The Rooker-Feldman doctrine
Fisher contends that this Court lacks jurisdiction to hear McQueen’s claims because this
action is an attempt to appeal a state court judgment to a federal district court in violation of the
Rooker-Feldman doctrine. The Court agrees.
The Rooker-Feldman doctrine derives from premise that “only the Supreme Court of the
United States has the jurisdiction to review state court decisions.” Coleman v. Governor of
Mich., 413 F. App’x 866, 870 (6th Cir. 2011). As the United States Supreme Court has held, the
doctrine “is confined to . . . cases brought by state-court losers complaining of injuries caused by
state-court judgments rendered before the district court proceedings commenced and inviting
district court review and rejection of those judgments.” Exxon Mobil Corp. v. Saudi Basic
Indust. Corp., 544 U.S. 280, 284 (2005).
Whether the Rooker-Feldman doctrine applies involves a two-part inquiry. First, the
Court determines whether the federal claim is “inextricably intertwined” with the claim asserted
in the earlier state court action. A claim is “inextricably intertwined” if “the federal claim
succeeds only to the extent that the state court wrongly decided the issues before it. Where
federal relief can only be predicated upon a conviction that the state court was wrong, it is
difficult to conceive the federal proceeding as, in substance, anything other than a prohibited
appeal of the state-court judgment.” Hutcherson v. Lauderdale Cty., Tenn., 326 F.3d 747, 756
(6th Cir. 2003) (quoting Catz v. Chalker, 142 F.3d 279, 293 (6th Cir. 1998)). Second, the Court
considers “whether the federal claim is a ‘general challenge to the constitutionality of the state
law applied in the state action,’ to which the Rooker-Feldman doctrine would not apply, or ‘a
specific grievance that the law was invalidly—even unconstitutionally—applied in the plaintiff’s
particular case,’ that would raise a Rooker-Feldman bar.” Id.
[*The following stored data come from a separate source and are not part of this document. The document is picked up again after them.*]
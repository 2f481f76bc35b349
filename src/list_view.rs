pub(crate) struct ListView<T> {
  items: Vec<T>,
  offset: usize,
  selected: usize,
}

impl<T> Default for ListView<T> {
  fn default() -> Self {
    Self {
      items: Vec::new(),
      offset: 0,
      selected: 0,
    }
  }
}

impl<T> ListView<T> {
  fn clamp(&mut self) {
    let last = self.items.len().saturating_sub(1);

    self.selected = self.selected.min(last);
    self.offset = self.offset.min(self.selected);
  }

  pub(crate) fn is_empty(&self) -> bool {
    self.items.is_empty()
  }

  pub(crate) fn items(&self) -> &[T] {
    &self.items
  }

  pub(crate) fn len(&self) -> usize {
    self.items.len()
  }

  pub(crate) fn offset(&self) -> usize {
    self.offset
  }

  /// Swaps in fresh items, keeping the cursor at the same position when the
  /// new list is long enough.
  pub(crate) fn replace(&mut self, items: Vec<T>) {
    self.items = items;
    self.clamp();
  }

  pub(crate) fn select_by(&mut self, delta: isize) {
    let target = self.selected.saturating_add_signed(delta);

    self.set_selected(target);
  }

  pub(crate) fn selected_index(&self) -> Option<usize> {
    (!self.items.is_empty()).then_some(self.selected)
  }

  pub(crate) fn selected_item(&self) -> Option<&T> {
    self.items.get(self.selected)
  }

  pub(crate) fn set_offset(&mut self, offset: usize) {
    self.offset = offset;
    self.clamp();
  }

  pub(crate) fn set_selected(&mut self, index: usize) {
    self.selected = index;
    self.clamp();
  }
}

#[cfg(test)]
mod tests {
  use super::*;

  fn view<T>(items: Vec<T>) -> ListView<T> {
    let mut view = ListView::default();
    view.replace(items);
    view
  }

  #[test]
  fn selected_index_is_none_when_empty() {
    let view = ListView::<i32>::default();

    assert_eq!(view.selected_index(), None);
    assert!(view.selected_item().is_none());
  }

  #[test]
  fn selection_and_offset_are_clamped_to_bounds() {
    let mut view = view(vec![1, 2, 3]);

    view.set_selected(10);
    assert_eq!(view.selected_index(), Some(2));

    view.set_offset(10);
    assert_eq!(view.offset(), 2);
  }

  #[test]
  fn select_by_saturates_at_both_ends() {
    let mut view = view(vec!["a", "b", "c"]);

    view.select_by(-5);
    assert_eq!(view.selected_item(), Some(&"a"));

    view.select_by(1);
    assert_eq!(view.selected_item(), Some(&"b"));

    view.select_by(isize::MAX);
    assert_eq!(view.selected_item(), Some(&"c"));
  }

  #[test]
  fn replace_keeps_position_when_possible() {
    let mut view = view(vec![10, 20, 30]);

    view.set_selected(1);
    view.replace(vec![11, 21, 31, 41]);
    assert_eq!(view.selected_item(), Some(&21));

    view.set_selected(3);
    view.replace(vec![12]);
    assert_eq!(view.selected_index(), Some(0));
    assert_eq!(view.len(), 1);

    view.replace(Vec::new());
    assert!(view.is_empty());
    assert_eq!(view.offset(), 0);
  }
}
Here, the claims in McQueen’s federal action are more than “inextricably intertwined”
with the claims in his earlier state court action—they are identical. The state court complaint and
the operative Amended Complaint in this action are the same in content but for a few stray word
changes. Thus, any relief provided by this Court could “only be predicated upon a conviction
that the state court was wrong.” Hutcherson, 326 F.3d at 756. Further, McQueen has not made a
general challenge to the constitutionality of the state law applied in the state action. He merely
seeks an alternate forum in which to try the same claims under federal and Ohio fair housing
laws a second time. Thus, McQueen’s present action can only be construed as an appeal of a
state court judgment to a federal district court which is barred by Rooker-Feldman.
Fisher also argues that McQueen’s claims are barred under the doctrine of res judicata
because they assert claims that were, or could have been, asserted and adjudicated in the state
court action. The Court again agrees with Fisher.
State court judgments are given the same preclusive effect under the doctrine of res
judicata as they “would receive in courts of the rendering state.” Ohio ex rel. Boggs v. City of
Cleveland, 655 F.3d 516, 519 (6th Cir. 2011) (quoting ABS Indus., Inc. ex rel. ABS Litig. Trust v.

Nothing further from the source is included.